*** Opening Available data ***

impl ApngEncoder {
  /// Validates the configuration and acquires the compressor.
  pub fn new(
    config: &EncoderConfig, width: u32, height: u32, format: PixelFormat,
  ) -> EncodeResult<Self> {
    Ok(Self {
      enc: PngEncoder::new(config, width, height, format)?,
      frame_count: 0,
      sequence_number: 0,
      palette_checksum: 0,
      extra_data: Vec::new(),
      extra_data_sent: false,
      last_frame: None,
      prev_frame: None,
      last_frame_fctl: FrameControl::default(),
      last_frame_packet: Vec::new(),
    })
  }

  /// Feeds the next frame in, or flushes with `None` at end of stream.
  ///
  /// Returns the packet for the *previous* input frame once its disposal
  /// is settled, so the first call yields `Ok(None)`.
  pub fn encode(&mut self, frame: Option<&Raster<'_>>) -> EncodeResult<Option<ApngPacket>> {
    let Some(frame) = frame else {
      if self.last_frame.is_none() {
        return Ok(None);
      }
      self.last_frame_fctl.dispose_op = DisposeOp::None;
      let held = core::mem::take(&mut self.last_frame_packet);
      let packet = self.emit_held(held)?;
      self.last_frame = None;
      return Ok(Some(packet));
    };

    self.enc.check_frame(frame)?;
    if self.enc.format == PixelFormat::I8 {
      let Some(palette) = frame.palette else { return Err(EncodeError::UnsupportedPixelFormat) };
      let checksum = png_crc(cast_slice(&palette[..]));
      if self.frame_count == 0 {
        self.palette_checksum = checksum;
      } else if checksum != self.palette_checksum {
        return Err(EncodeError::PaletteConflict);
      }
    }

    if self.frame_count == 0 {
      let mut extra = Vec::new();
      write_headers(&mut extra, self.enc.width, self.enc.height, self.enc.interlaced, self.enc.dpm, frame)?;
      self.extra_data = extra;
    }

    let held = core::mem::take(&mut self.last_frame_packet);
    let mut fctl = FrameControl { sequence_number: self.sequence_number, ..Default::default() };
    self.sequence_number += 1;

    self.search_and_encode(frame, &mut fctl)?;

    let packet =
      if self.last_frame.is_some() { Some(self.emit_held(held)?) } else { None };

    // Commit the canvases: `prev_frame` becomes what a PREVIOUS disposal
    // would restore, i.e. the canvas after the old frame's own disposal.
    if self.last_frame.is_some() && self.last_frame_fctl.dispose_op != DisposeOp::Previous {
      if self.prev_frame.is_none() {
        self.prev_frame =
          Some(OwnedFrame::new_zeroed(self.enc.width, self.enc.height, self.enc.format)?);
      }
      if let (Some(prev), Some(last)) = (&mut self.prev_frame, &self.last_frame) {
        prev.copy_from(last);
        if self.last_frame_fctl.dispose_op == DisposeOp::Background {
          let lf = self.last_frame_fctl;
          prev.clear_rect(lf.x_offset, lf.y_offset, lf.width, lf.height);
        }
      }
    }
    match &mut self.last_frame {
      Some(last) => last.copy_from_raster(frame),
      None => {
        let mut last = OwnedFrame::new_zeroed(self.enc.width, self.enc.height, self.enc.format)?;
        last.copy_from_raster(frame);
        self.last_frame = Some(last);
      }
    }
    self.last_frame_fctl = fctl;
    self.frame_count += 1;
    Ok(packet)
  }

  fn emit_held(&mut self, held: Vec<u8>) -> EncodeResult<ApngPacket> {
    let mut data = Vec::new();
    data.try_reserve(held.len() + 26 + 12).map_err(|_| EncodeError::OutOfMemory)?;
    write_chunk(&mut data, *b"fcTL", &self.last_frame_fctl.to_payload());
    data.extend_from_slice(&held);
    let extra_data = if self.extra_data_sent {
      None
    } else {
      self.extra_data_sent = true;
      Some(core::mem::take(&mut self.extra_data))
    };
    Ok(ApngPacket { data, extra_data, keyframe: true })
  }

  /// Encodes `frame` into `last_frame_packet`, choosing the cheapest
  /// (previous-frame dispose, blend) pair, and records the winner's
  /// geometry in `fctl` and its disposal in `last_frame_fctl`.
  fn search_and_encode(&mut self, frame: &Raster<'_>, fctl: &mut FrameControl) -> EncodeResult<()> {
    let max_packet = self.enc.max_packet_size(16)?;

    if self.frame_count == 0 {
      fctl.width = frame.width;
      fctl.height = frame.height;
      fctl.blend_op = BlendOp::Source;
      let mut out = Vec::new();
      out.try_reserve(max_packet).map_err(|_| EncodeError::OutOfMemory)?;
      let mut sink = ImageDataSink::idat(&mut out);
      self.enc.encode_image_data(&mut sink, frame)?;
      drop(sink);
      self.last_frame_packet = out;
      return Ok(());
    }

    let Some(last) = &self.last_frame else { return Err(EncodeError::InvalidConfig) };
    let last_fctl = self.last_frame_fctl;
    let mut diff = OwnedFrame::new_zeroed(frame.width, frame.height, frame.format)?;

    let mut best: Option<(FrameControl, DisposeOp, u32)> = None;
    let mut best_size = usize::MAX;
    let mut best_buf = Vec::new();
    let mut trial_buf = Vec::new();
    best_buf.try_reserve(max_packet).map_err(|_| EncodeError::OutOfMemory)?;
    trial_buf.try_reserve(max_packet).map_err(|_| EncodeError::OutOfMemory)?;

    for dispose_op in [DisposeOp::None, DisposeOp::Background, DisposeOp::Previous] {
      for blend_op in [BlendOp::Source, BlendOp::Over] {
        // candidate canvas: the old frame left in place, its rectangle
        // cleared, or the canvas from before the old frame
        if dispose_op == DisposeOp::Previous {
          let Some(prev) = &self.prev_frame else { continue };
          diff.copy_from(prev);
        } else {
          diff.copy_from(last);
          if dispose_op == DisposeOp::Background {
            diff.clear_rect(last_fctl.x_offset, last_fctl.y_offset, last_fctl.width, last_fctl.height);
          }
        }

        let mut candidate = *fctl;
        candidate.blend_op = blend_op;
        if !inverse_blend(&mut diff, frame, &mut candidate) {
          continue;
        }

        trial_buf.clear();
        let mut sequence_number = self.sequence_number;
        {
          let sub = diff.sub_raster(candidate.width, candidate.height, frame.palette);
          let mut sink = ImageDataSink::fdat(&mut trial_buf, &mut sequence_number);
          self.enc.encode_image_data(&mut sink, &sub)?;
        }
        if trial_buf.len() < best_size {
          best_size = trial_buf.len();
          best = Some((candidate, dispose_op, sequence_number));
          core::mem::swap(&mut best_buf, &mut trial_buf);
        }
      }
    }

    // SOURCE blending can't fail, so a winner always exists
    let (best_fctl, best_dispose, sequence_number) = best.ok_or(EncodeError::CompressionFailed)?;
    *fctl = best_fctl;
    self.last_frame_fctl.dispose_op = best_dispose;
    self.sequence_number = sequence_number;
    self.last_frame_packet = best_buf;
    Ok(())
  }
}
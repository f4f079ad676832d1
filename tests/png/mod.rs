use imprint::*;

use super::{image_data, parse_chunks, pattern_bytes, unfilter, Chunk};

fn inflate(data: &[u8]) -> Vec<u8> {
  miniz_oxide::inflate::decompress_to_vec_zlib(data).expect("bad zlib stream")
}

/// Encode one raster and hand back the parsed chunk list (signature
/// stripped, CRCs verified).
fn encode_to_chunks(config: &EncoderConfig, frame: &Raster<'_>) -> Vec<Chunk> {
  let mut encoder = PngEncoder::new(config, frame.width, frame.height, frame.format).unwrap();
  let png = encoder.encode(frame).unwrap();
  assert_eq!(&png[..8], &PNG_SIGNATURE);
  parse_chunks(&png[8..])
}

#[test]
fn test_one_red_pixel() {
  let config = EncoderConfig::default();
  let frame = Raster::new(1, 1, PixelFormat::RGB8, &[0xFF, 0x00, 0x00], 3);
  let chunks = encode_to_chunks(&config, &frame);
  let tags: Vec<[u8; 4]> = chunks.iter().map(|c| c.tag).collect();
  assert_eq!(tags, [*b"IHDR", *b"pHYs", *b"IDAT", *b"IEND"]);
  assert_eq!(chunks[0].payload, [0, 0, 0, 1, 0, 0, 0, 1, 8, 2, 0, 0, 0]);
  assert_eq!(chunks[1].payload, [0; 9]);
  assert_eq!(inflate(&image_data(&chunks)), [0x00, 0xFF, 0x00, 0x00]);
  assert!(chunks[3].payload.is_empty());
}

#[test]
fn test_gray_2x2_sub_filtering() {
  let config = EncoderConfig { predictor: Predictor::Sub, ..EncoderConfig::default() };
  let frame = Raster::new(2, 2, PixelFormat::Y8, &[0, 255, 255, 0], 2);
  let chunks = encode_to_chunks(&config, &frame);
  // row 1 wraps: 0 - 255 = 0x01
  assert_eq!(inflate(&image_data(&chunks)), [1, 0x00, 0xFF, 1, 0xFF, 0x01]);
}

#[test]
fn test_mixed_picks_up_for_repeated_row() {
  let config = EncoderConfig { predictor: Predictor::Mixed, ..EncoderConfig::default() };
  let row: Vec<u8> = (0..32).collect();
  let mut data = row.clone();
  data.extend_from_slice(&row);
  let frame = Raster::new(32, 2, PixelFormat::Y8, &data, 32);
  let chunks = encode_to_chunks(&config, &frame);
  let filtered = inflate(&image_data(&chunks));
  // a ramp filters cheapest under Sub; an identical row zeroes under Up
  assert_eq!(filtered[0], 1);
  assert_eq!(filtered[33], 2);
  assert_eq!(&filtered[34..66], &[0; 32]);
}

fn roundtrip(format: PixelFormat, predictor: Predictor) {
  let (width, height) = (13_u32, 7_u32);
  let row_bytes = format.bytes_per_row(width);
  let stride = row_bytes + 3;
  let data = pattern_bytes(stride * height as usize, format.bits_per_pixel() as u32);
  let palette: Palette = core::array::from_fn(|i| (i as u32) * 0x0101_0101);

  let mut frame = Raster::new(width, height, format, &data, stride);
  if format == PixelFormat::I8 {
    frame.palette = Some(&palette);
  }
  let config = EncoderConfig { predictor, ..EncoderConfig::default() };
  let chunks = encode_to_chunks(&config, &frame);

  // IHDR agrees with the format
  assert_eq!(chunks[0].tag, *b"IHDR");
  assert_eq!(chunks[0].payload[8], format.bit_depth());
  assert_eq!(chunks[0].payload[9], format.color_type() as u8);

  let filtered = inflate(&image_data(&chunks));
  assert_eq!(filtered.len(), (row_bytes + 1) * height as usize);

  // predictor bytes are legal, and the first row never references a
  // nonexistent line above
  for (y, line) in filtered.chunks_exact(row_bytes + 1).enumerate() {
    assert!(line[0] <= 4, "bad filter byte {} on row {y}", line[0]);
    if y == 0 {
      assert!(line[0] <= 1, "row 0 used filter {}", line[0]);
    }
    if format == PixelFormat::Y1 {
      assert_eq!(line[0], 0, "monochrome row {y} was filtered");
    }
  }

  // decode and compare to the input rows
  let decoded = unfilter(&filtered, row_bytes, format.bytes_per_pixel());
  let expected: Vec<u8> = (0..height as usize)
    .flat_map(|y| data[y * stride..y * stride + row_bytes].iter().copied())
    .collect();
  assert_eq!(decoded, expected, "failed roundtrip: {format:?} {predictor:?}");
}

#[test]
fn test_roundtrip_every_format_and_predictor() {
  for format in [
    PixelFormat::Y1,
    PixelFormat::Y8,
    PixelFormat::Y16,
    PixelFormat::YA8,
    PixelFormat::YA16,
    PixelFormat::RGB8,
    PixelFormat::RGB16,
    PixelFormat::RGBA8,
    PixelFormat::RGBA16,
    PixelFormat::I8,
  ] {
    for predictor in [
      Predictor::None,
      Predictor::Sub,
      Predictor::Up,
      Predictor::Avg,
      Predictor::Paeth,
      Predictor::Mixed,
    ] {
      roundtrip(format, predictor);
    }
  }
}

#[test]
fn test_palette_chunks_written() {
  let palette: Palette = core::array::from_fn(|i| ((i as u32) << 24) | 0x0020_4060);
  let mut frame = Raster::new(2, 1, PixelFormat::I8, &[1, 2], 2);
  frame.palette = Some(&palette);
  let chunks = encode_to_chunks(&EncoderConfig::default(), &frame);
  let tags: Vec<[u8; 4]> = chunks.iter().map(|c| c.tag).collect();
  assert_eq!(tags, [*b"IHDR", *b"pHYs", *b"PLTE", *b"tRNS", *b"IDAT", *b"IEND"]);
  assert_eq!(chunks[2].payload.len(), 768);
  assert_eq!(chunks[3].payload.len(), 256);
  // entry i has alpha i
  assert_eq!(chunks[3].payload[5], 5);
}

#[test]
fn test_interlaced_one_pixel() {
  let config = EncoderConfig { interlaced: true, ..EncoderConfig::default() };
  let frame = Raster::new(1, 1, PixelFormat::Y8, &[0x5A], 1);
  let chunks = encode_to_chunks(&config, &frame);
  assert_eq!(chunks[0].payload[12], 1, "interlace flag");
  // only pass 0 contributes: one scanline of one pixel
  assert_eq!(inflate(&image_data(&chunks)), [0, 0x5A]);
}

#[test]
fn test_interlaced_2x2_pass_layout() {
  let config = EncoderConfig { interlaced: true, ..EncoderConfig::default() };
  let frame = Raster::new(2, 2, PixelFormat::Y8, &[11, 22, 33, 44], 2);
  let chunks = encode_to_chunks(&config, &frame);
  // pass 0 -> (0,0); pass 5 -> (1,0); pass 6 -> row 1
  assert_eq!(inflate(&image_data(&chunks)), [0, 11, 0, 22, 0, 33, 44]);
}

#[test]
fn test_interlaced_8x8_structure() {
  let config =
    EncoderConfig { interlaced: true, predictor: Predictor::Paeth, ..EncoderConfig::default() };
  let data = pattern_bytes(64, 8);
  let frame = Raster::new(8, 8, PixelFormat::Y8, &data, 8);
  let chunks = encode_to_chunks(&config, &frame);
  let filtered = inflate(&image_data(&chunks));

  // the seven reduced images of an 8x8: (width, height) per pass
  let passes = [(1, 1), (1, 1), (2, 1), (2, 2), (4, 2), (4, 4), (8, 4)];
  let total: usize = passes.iter().map(|&(w, h)| (w + 1) * h).sum();
  assert_eq!(filtered.len(), total);

  let mut at = 0;
  for (pass, &(w, h)) in passes.iter().enumerate() {
    for row in 0..h {
      let filter = filtered[at];
      assert!(filter <= 4);
      if row == 0 {
        // a pass's first line has nothing above it
        assert!(filter <= 1, "pass {pass} row 0 used filter {filter}");
      }
      at += w + 1;
    }
  }
}

#[test]
fn test_bad_stride_rejected() {
  let mut encoder =
    PngEncoder::new(&EncoderConfig::default(), 4, 4, PixelFormat::RGB8).unwrap();
  let data = [0_u8; 48];
  let frame = Raster::new(4, 4, PixelFormat::RGB8, &data, 11);
  assert_eq!(encoder.encode(&frame), Err(EncodeError::InvalidConfig));
}

#[test]
fn test_encoder_reuse_produces_identical_files() {
  let config = EncoderConfig { predictor: Predictor::Mixed, ..EncoderConfig::default() };
  let mut encoder = PngEncoder::new(&config, 9, 5, PixelFormat::RGB8).unwrap();
  let data = pattern_bytes(27 * 5, 3);
  let frame = Raster::new(9, 5, PixelFormat::RGB8, &data, 27);
  let first = encoder.encode(&frame).unwrap();
  let second = encoder.encode(&frame).unwrap();
  // the compressor resets between frames, so history can't leak across
  assert_eq!(first, second);
}
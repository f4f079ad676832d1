//! The CRC-32 used by PNG chunk trailers (IEEE polynomial, reflected).

const CRC_TABLE: [u32; 256] = make_crc_table();

const fn make_crc_table() -> [u32; 256] {
  let mut out = [0; 256];
  let mut n = 0;
  while n < 256 {
    let mut c = n as u32;
    let mut k = 0;
    while k < 8 {
      if (c & 1) != 0 {
        c = 0xEDB8_8320_u32 ^ (c >> 1);
      } else {
        c = c >> 1;
      }
      //
      k += 1;
    }
    out[n] = c;
    //
    n += 1;
  }
  out
}

/// Folds more bytes into a running CRC value.
///
/// Start from `u32::MAX`, and XOR with `u32::MAX` when done. The chunk
/// writer splits the accumulation like this because a chunk's CRC covers the
/// tag, the optional `fdAT` sequence number, and the payload, which don't
/// live in one slice.
pub(crate) fn update_crc(mut crc: u32, bytes: &[u8]) -> u32 {
  for byte in bytes.iter().copied() {
    let i = (crc ^ u32::from(byte)) as u8 as usize;
    crc = CRC_TABLE[i] ^ (crc >> 8);
  }
  crc
}

/// CRC-32 of a complete byte run, with the init and final-XOR applied.
#[inline]
pub(crate) fn png_crc(bytes: &[u8]) -> u32 {
  update_crc(u32::MAX, bytes) ^ u32::MAX
}
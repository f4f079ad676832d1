#![no_std]
#![forbid(unsafe_code)]

//! Tools for encoding PNG and APNG data.
//!
//! The still-image half is [`PngEncoder`]: pick an [`EncoderConfig`], give
//! it the image shape once, then feed it [`Raster`] views and get back
//! complete PNG files. Pixels are filtered a scanline at a time (optionally
//! trying all five predictors per line), compressed into a zlib stream, and
//! framed into `IDAT` chunks as the compressor's output accumulates.
//!
//! ```
//! use imprint::*;
//!
//! let config = EncoderConfig::default();
//! let mut encoder = PngEncoder::new(&config, 2, 2, PixelFormat::RGB8).unwrap();
//! let pixels = [255, 0, 0, 0, 255, 0, 0, 0, 255, 255, 255, 255];
//! let png = encoder.encode(&Raster::new(2, 2, PixelFormat::RGB8, &pixels, 6)).unwrap();
//! assert_eq!(&png[..8], &PNG_SIGNATURE);
//! ```
//!
//! The animated half is [`ApngEncoder`] (crate feature `apng`, on by
//! default). It produces one packet of `fcTL` + `fdAT` chunks per frame,
//! ready for a muxer to wrap with `acTL`, frame delays, and `IEND`. Frames
//! go in one call behind the output: each frame's control chunk carries the
//! disposal that made the *next* frame cheapest, so the packet for a frame
//! is returned by the call that supplies its successor, and a final
//! `encode(None)` flushes the last one.
//!
//! The encoder is synchronous and single-threaded; run one instance per
//! stream, as many streams in parallel as you like.

extern crate alloc;

mod chunk;
mod crc32;
mod filtering;
mod headers;
mod image_data;
mod interlace;
mod raster;

mod encoder;
pub use encoder::*;

pub use filtering::Predictor;
pub use raster::*;

#[cfg(feature = "apng")]
mod apng;
#[cfg(feature = "apng")]
pub use apng::*;

/// The first eight bytes of a PNG datastream should match these bytes.
pub const PNG_SIGNATURE: [u8; 8] = [137, 80, 78, 71, 13, 10, 26, 10];

pub type EncodeResult<T> = Result<T, EncodeError>;

/// Everything that can stop an encode.
///
/// These all leave the encoder in a state that's safe to drop but not to
/// keep encoding with; recreate the encoder after an error.
#[derive(Debug, Clone, Copy, PartialEq, Eq, PartialOrd, Ord, Hash)]
#[non_exhaustive]
pub enum EncodeError {
  /// A buffer could not be allocated, or the packet budget for this image
  /// size cannot be addressed.
  OutOfMemory,
  /// The DEFLATE compressor reported an internal failure.
  CompressionFailed,
  /// Rejected at creation (both density options set, zero dimensions) or a
  /// raster that doesn't match the agreed shape.
  InvalidConfig,
  /// A raster whose pixel format can't be encoded here: wrong format for
  /// this encoder, or a palette format with no palette attached.
  UnsupportedPixelFormat,
  /// APNG streams must use a single palette; a later frame's differed from
  /// frame 0's.
  PaletteConflict,
}
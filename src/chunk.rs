//! Writing one PNG chunk: length, tag, payload, CRC.

use alloc::vec::Vec;

use crate::crc32::update_crc;

/// Appends one chunk to `out`.
///
/// Framing is big-endian payload length, four tag bytes, payload, then a
/// big-endian CRC-32 over the tag and payload.
pub(crate) fn write_chunk(out: &mut Vec<u8>, tag: [u8; 4], payload: &[u8]) {
  write_chunk_impl(out, tag, None, payload)
}

/// Appends one `fdAT` chunk to `out`.
///
/// Same framing as [`write_chunk`], except the payload is prefixed with the
/// frame's sequence number: the length field counts `payload + 4` and the
/// CRC spans tag + sequence number + payload.
pub(crate) fn write_fdat(out: &mut Vec<u8>, sequence_number: u32, payload: &[u8]) {
  write_chunk_impl(out, *b"fdAT", Some(sequence_number), payload)
}

fn write_chunk_impl(out: &mut Vec<u8>, tag: [u8; 4], sequence_number: Option<u32>, payload: &[u8]) {
  let length = payload.len() as u32 + if sequence_number.is_some() { 4 } else { 0 };
  out.extend_from_slice(&length.to_be_bytes());
  let mut crc = update_crc(u32::MAX, &tag);
  out.extend_from_slice(&tag);
  if let Some(sequence_number) = sequence_number {
    let sequence_bytes = sequence_number.to_be_bytes();
    crc = update_crc(crc, &sequence_bytes);
    out.extend_from_slice(&sequence_bytes);
  }
  crc = update_crc(crc, payload);
  out.extend_from_slice(payload);
  out.extend_from_slice(&(crc ^ u32::MAX).to_be_bytes());
}
use std::fs::File;
use std::path::{Path, PathBuf};

use crate::error::{FslxError, FslxResult};

/// Extensions that must be treated as one unit when inserting a suffix.
/// `img.nii.gz` derives to `img_mcf.nii.gz`, not `img.nii_mcf.gz`.
const COMPOUND_EXTENSIONS: [&str; 3] = ["nii.gz", "img.gz", "hdr.gz"];

/// Derive the output path for an input file by inserting `suffix` before
/// the extension.
///
/// With a target directory the input's directory component is replaced by
/// it; otherwise the output stays beside the input. Pure and deterministic:
/// the derived name is keyed off the input's own base name, so distinct
/// inputs in the same directory never collide.
pub fn derive_output_path(input: &Path, suffix: &str, target_dir: Option<&Path>) -> PathBuf {
    let file_name = input
        .file_name()
        .map(|name| name.to_string_lossy().into_owned())
        .unwrap_or_default();
    let (stem, extension) = split_image_extension(&file_name);
    let derived_name = if extension.is_empty() {
        format!("{stem}{suffix}")
    } else {
        format!("{stem}{suffix}.{extension}")
    };

    let directory = match target_dir {
        Some(dir) => dir.to_path_buf(),
        None => input.parent().map(Path::to_path_buf).unwrap_or_default(),
    };
    directory.join(derived_name)
}

/// Split a file name into stem and extension, keeping compound imaging
/// extensions intact.
fn split_image_extension(file_name: &str) -> (&str, &str) {
    for extension in COMPOUND_EXTENSIONS {
        if let Some(stem) = file_name.strip_suffix(extension) {
            if let Some(stem) = stem.strip_suffix('.') {
                if !stem.is_empty() {
                    return (stem, extension);
                }
            }
        }
    }
    match file_name.rsplit_once('.') {
        Some((stem, extension)) if !stem.is_empty() => (stem, extension),
        _ => (file_name, ""),
    }
}

/// Check that every input refers to an existing, readable file.
///
/// # Errors
///
/// Fails with [`FslxError::MissingInput`] naming the first offending path.
/// Called before any operation executes so partial work is never attempted
/// against inputs that do not exist.
pub fn validate_inputs<'a, I>(paths: I) -> FslxResult<()>
where
    I: IntoIterator<Item = &'a Path>,
{
    for path in paths {
        if !path.is_file() {
            return Err(FslxError::MissingInput {
                path: path.to_path_buf(),
            });
        }
        File::open(path).map_err(|_| FslxError::MissingInput {
            path: path.to_path_buf(),
        })?;
    }
    Ok(())
}

#[cfg(test)]
mod tests {
    use super::*;

    mod derive_output_path {
        use super::*;
        use proptest::prelude::*;

        #[test]
        fn inserts_suffix_before_compound_extension() {
            let derived = derive_output_path(Path::new("/a/b/img.nii.gz"), "_hp", None);
            assert_eq!(derived, PathBuf::from("/a/b/img_hp.nii.gz"));
        }

        #[test]
        fn target_directory_replaces_input_directory() {
            let derived =
                derive_output_path(Path::new("/a/b/img.nii.gz"), "_hp", Some(Path::new("/out")));
            assert_eq!(derived, PathBuf::from("/out/img_hp.nii.gz"));
        }

        #[test]
        fn plain_extension_is_preserved() {
            let derived = derive_output_path(Path::new("scan.nii"), "_tmean", None);
            assert_eq!(derived, PathBuf::from("scan_tmean.nii"));
        }

        #[test]
        fn extensionless_input_just_gains_the_suffix() {
            let derived = derive_output_path(Path::new("/data/epi"), "_brain", None);
            assert_eq!(derived, PathBuf::from("/data/epi_brain"));
        }

        #[test]
        fn relative_input_without_directory_stays_relative() {
            let derived = derive_output_path(Path::new("img.nii.gz"), "_bin", None);
            assert_eq!(derived, PathBuf::from("img_bin.nii.gz"));
        }

        #[test]
        fn distinct_basenames_never_collide() {
            let out = Path::new("/out");
            let a = derive_output_path(Path::new("/x/run1.nii.gz"), "_mcf", Some(out));
            let b = derive_output_path(Path::new("/x/run2.nii.gz"), "_mcf", Some(out));
            assert_ne!(a, b);
        }

        proptest! {
            #[test]
            fn deterministic_for_any_basename(
                stem in "[a-zA-Z0-9_]{1,16}",
                suffix in "_[a-z]{1,8}",
            ) {
                let input = PathBuf::from(format!("/data/{stem}.nii.gz"));
                let first = derive_output_path(&input, &suffix, Some(Path::new("/out")));
                let second = derive_output_path(&input, &suffix, Some(Path::new("/out")));
                prop_assert_eq!(&first, &second);
                prop_assert_eq!(first, PathBuf::from(format!("/out/{stem}{suffix}.nii.gz")));
            }
        }
    }

    mod validate_inputs {
        use super::*;

        #[test]
        fn accepts_existing_files() {
            let dir = tempfile::tempdir().unwrap();
            let file = dir.path().join("scan.nii.gz");
            std::fs::write(&file, b"data").unwrap();
            assert!(validate_inputs([file.as_path()]).is_ok());
        }

        #[test]
        fn names_the_first_missing_path() {
            let dir = tempfile::tempdir().unwrap();
            let present = dir.path().join("exists.img");
            std::fs::write(&present, b"data").unwrap();
            let absent = dir.path().join("missing.img");

            let result = validate_inputs([present.as_path(), absent.as_path()]);
            match result {
                Err(FslxError::MissingInput { path }) => assert_eq!(path, absent),
                other => panic!("expected MissingInput, got {other:?}"),
            }
        }

        #[test]
        fn rejects_directories() {
            let dir = tempfile::tempdir().unwrap();
            let result = validate_inputs([dir.path()]);
            assert!(matches!(result, Err(FslxError::MissingInput { .. })));
        }
    }
}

*** Closing Available data ***

Exercise objective:
What is needed is the number of lines in the entries that contain the word "MissingInput", written alone.

Result of the exercise:
6